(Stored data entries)
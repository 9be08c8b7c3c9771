/// DefiLlama yields API client (tertiary source)
///
/// Endpoint: `GET {base}/chart/{pool}` — APY and TVL history only. Snapshots
/// from this source carry no balances or volume and a nominal virtual price;
/// they mainly backfill the yield column when the richer sources are down.
use crate::apis::client::{HttpClient, RateLimiter, RetryPolicy};
use crate::apis::{ensure_enabled, value_to_f64, SourceAdapter};
use crate::catalog::PoolDescriptor;
use crate::config::CollectorConfig;
use crate::errors::{AdapterError, AdapterResult};
use crate::logger::{self, LogTag};
use crate::series::{Provenance, Snapshot, TimeSeries};
use async_trait::async_trait;
use chrono::{DateTime, Duration, Utc};
use serde::Deserialize;
use std::collections::BTreeMap;

const DEFILLAMA_BASE_URL: &str = "https://yields.llama.fi";

#[derive(Debug, Deserialize)]
struct ChartResponse {
    #[serde(default)]
    data: Vec<ChartPoint>,
}

#[derive(Debug, Deserialize)]
struct ChartPoint {
    timestamp: serde_json::Value,
    #[serde(default)]
    apy: serde_json::Value,
    #[serde(rename = "tvlUsd", default)]
    tvl_usd: serde_json::Value,
}

pub struct DefiLlamaClient {
    http: HttpClient,
    rate_limiter: RateLimiter,
    retry: RetryPolicy,
    base_url: String,
    enabled: bool,
}

impl DefiLlamaClient {
    pub fn from_config(config: &CollectorConfig) -> Result<Self, String> {
        Ok(Self {
            http: HttpClient::new(config.request_timeout_secs, config.accept_invalid_certs)?,
            rate_limiter: RateLimiter::new(config.rate_limit_per_minute),
            retry: RetryPolicy::new(config.retry_attempts, config.retry_base_delay()),
            base_url: DEFILLAMA_BASE_URL.to_string(),
            enabled: config.sources.defillama,
        })
    }

    async fn fetch_chart(&self, pool: &PoolDescriptor) -> AdapterResult<ChartResponse> {
        let url = format!("{}/chart/{}", self.base_url, pool.address.to_lowercase());

        self.rate_limiter.throttle().await;

        let response = self
            .http
            .client()
            .get(&url)
            .send()
            .await
            .map_err(|e| self.http.classify(e))?;

        let status = response.status();
        if status.as_u16() == 404 {
            return Err(AdapterError::NotFound(pool.id.clone()));
        }
        if !status.is_success() {
            return Err(AdapterError::Transport(format!(
                "HTTP {} from {}",
                status, url
            )));
        }

        response
            .json::<ChartResponse>()
            .await
            .map_err(|e| AdapterError::Schema(e.to_string()))
    }

    /// Chart timestamps arrive as RFC 3339 strings or unix seconds depending
    /// on endpoint version
    fn parse_timestamp(value: &serde_json::Value) -> Option<DateTime<Utc>> {
        if let Some(s) = value.as_str() {
            return DateTime::parse_from_rfc3339(s)
                .ok()
                .map(|dt| dt.with_timezone(&Utc));
        }
        value_to_f64(value).and_then(|secs| DateTime::from_timestamp(secs as i64, 0))
    }

    fn parse_points(points: &[ChartPoint], cutoff: DateTime<Utc>) -> Vec<Snapshot> {
        points
            .iter()
            .filter_map(|point| {
                let timestamp = Self::parse_timestamp(&point.timestamp)?;
                if timestamp < cutoff {
                    return None;
                }
                let apy = value_to_f64(&point.apy).unwrap_or(0.0) / 100.0;
                if !apy.is_finite() {
                    return None;
                }
                Some(Snapshot {
                    timestamp,
                    virtual_price: 1.0,
                    tvl: value_to_f64(&point.tvl_usd).unwrap_or(0.0),
                    volume_24h: 0.0,
                    apy,
                    balances: BTreeMap::new(),
                    provenance: Provenance::DefiLlama,
                })
            })
            .collect()
    }
}

#[async_trait]
impl SourceAdapter for DefiLlamaClient {
    fn name(&self) -> &'static str {
        "defillama"
    }

    fn is_enabled(&self) -> bool {
        self.enabled
    }

    async fn fetch(&self, pool: &PoolDescriptor, days: u32) -> AdapterResult<TimeSeries> {
        ensure_enabled(self.enabled)?;

        let chart = self.retry.run(|| self.fetch_chart(pool)).await?;
        if chart.data.is_empty() {
            return Err(AdapterError::NotFound(pool.id.clone()));
        }

        let cutoff = Utc::now() - Duration::days(days as i64);
        let snapshots = Self::parse_points(&chart.data, cutoff);
        if snapshots.is_empty() {
            return Err(AdapterError::NotFound(pool.id.clone()));
        }

        logger::debug(
            LogTag::Api,
            &format!(
                "defillama: {} apy points for {} within {}d window",
                snapshots.len(),
                pool.id,
                days
            ),
        );

        Ok(TimeSeries::from_snapshots(&pool.id, snapshots))
    }
}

■ What is needed
A complete, exact copy of the entries above is what is wanted.

■ Exercise result
repository 9be08c8b7c3c9771
/// DefiLlama yields API client (tertiary source)
///
/// Endpoint: `GET {base}/chart/{pool}` — APY and TVL history only. Snapshots
/// from this source carry no balances or volume and a nominal virtual price;
/// they mainly backfill the yield column when the richer sources are down.
use crate::apis::client::{HttpClient, RateLimiter, RetryPolicy};
use crate::apis::{ensure_enabled, value_to_f64, SourceAdapter};
use crate::catalog::PoolDescriptor;
use crate::config::CollectorConfig;
use crate::errors::{AdapterError, AdapterResult};
use crate::logger::{self, LogTag};
use crate::series::{Provenance, Snapshot, TimeSeries};
use async_trait::async_trait;
use chrono::{DateTime, Duration, Utc};
use serde::Deserialize;
use std::collections::BTreeMap;

const DEFILLAMA_BASE_URL: &str = "https://yields.llama.fi";

#[derive(Debug, Deserialize)]
struct ChartResponse {
    #[serde(default)]
    data: Vec<ChartPoint>,
}

#[derive(Debug, Deserialize)]
struct ChartPoint {
    timestamp: serde_json::Value,
    #[serde(default)]
    apy: serde_json::Value,
    #[serde(rename = "tvlUsd", default)]
    tvl_usd: serde_json::Value,
}

pub struct DefiLlamaClient {
    http: HttpClient,
    rate_limiter: RateLimiter,
    retry: RetryPolicy,
    base_url: String,
    enabled: bool,
}

impl DefiLlamaClient {
    pub fn from_config(config: &CollectorConfig) -> Result<Self, String> {
        Ok(Self {
            http: HttpClient::new(config.request_timeout_secs, config.accept_invalid_certs)?,
            rate_limiter: RateLimiter::new(config.rate_limit_per_minute),
            retry: RetryPolicy::new(config.retry_attempts, config.retry_base_delay()),
            base_url: DEFILLAMA_BASE_URL.to_string(),
            enabled: config.sources.defillama,
        })
    }

    async fn fetch_chart(&self, pool: &PoolDescriptor) -> AdapterResult<ChartResponse> {
        let url = format!("{}/chart/{}", self.base_url, pool.address.to_lowercase());

        self.rate_limiter.throttle().await;

        let response = self
            .http
            .client()
            .get(&url)
            .send()
            .await
            .map_err(|e| self.http.classify(e))?;

        let status = response.status();
        if status.as_u16() == 404 {
            return Err(AdapterError::NotFound(pool.id.clone()));
        }
        if !status.is_success() {
            return Err(AdapterError::Transport(format!(
                "HTTP {} from {}",
                status, url
            )));
        }

        response
            .json::<ChartResponse>()
            .await
            .map_err(|e| AdapterError::Schema(e.to_string()))
    }

    /// Chart timestamps arrive as RFC 3339 strings or unix seconds depending
    /// on endpoint version
    fn parse_timestamp(value: &serde_json::Value) -> Option<DateTime<Utc>> {
        if let Some(s) = value.as_str() {
            return DateTime::parse_from_rfc3339(s)
                .ok()
                .map(|dt| dt.with_timezone(&Utc));
        }
        value_to_f64(value).and_then(|secs| DateTime::from_timestamp(secs as i64, 0))
    }

    fn parse_points(points: &[ChartPoint], cutoff: DateTime<Utc>) -> Vec<Snapshot> {
        points
            .iter()
            .filter_map(|point| {
                let timestamp = Self::parse_timestamp(&point.timestamp)?;
                if timestamp < cutoff {
                    return None;
                }
                let apy = value_to_f64(&point.apy).unwrap_or(0.0) / 100.0;
                if !apy.is_finite() {
                    return None;
                }
                Some(Snapshot {
                    timestamp,
                    virtual_price: 1.0,
                    tvl: value_to_f64(&point.tvl_usd).unwrap_or(0.0),
                    volume_24h: 0.0,
                    apy,
                    balances: BTreeMap::new(),
                    provenance: Provenance::DefiLlama,
                })
            })
            .collect()
    }
}

#[async_trait]
impl SourceAdapter for DefiLlamaClient {
    fn name(&self) -> &'static str {
        "defillama"
    }

    fn is_enabled(&self) -> bool {
        self.enabled
    }

    async fn fetch(&self, pool: &PoolDescriptor, days: u32) -> AdapterResult<TimeSeries> {
        ensure_enabled(self.enabled)?;

        let chart = self.retry.run(|| self.fetch_chart(pool)).await?;
        if chart.data.is_empty() {
            return Err(AdapterError::NotFound(pool.id.clone()));
        }

        let cutoff = Utc::now() - Duration::days(days as i64);
        let snapshots = Self::parse_points(&chart.data, cutoff);
        if snapshots.is_empty() {
            return Err(AdapterError::NotFound(pool.id.clone()));
        }

        logger::debug(
            LogTag::Api,
            &format!(
                "defillama: {} apy points for {} within {}d window",
                snapshots.len(),
                pool.id,
                days
            ),
        );

        Ok(TimeSeries::from_snapshots(&pool.id, snapshots))
    }
}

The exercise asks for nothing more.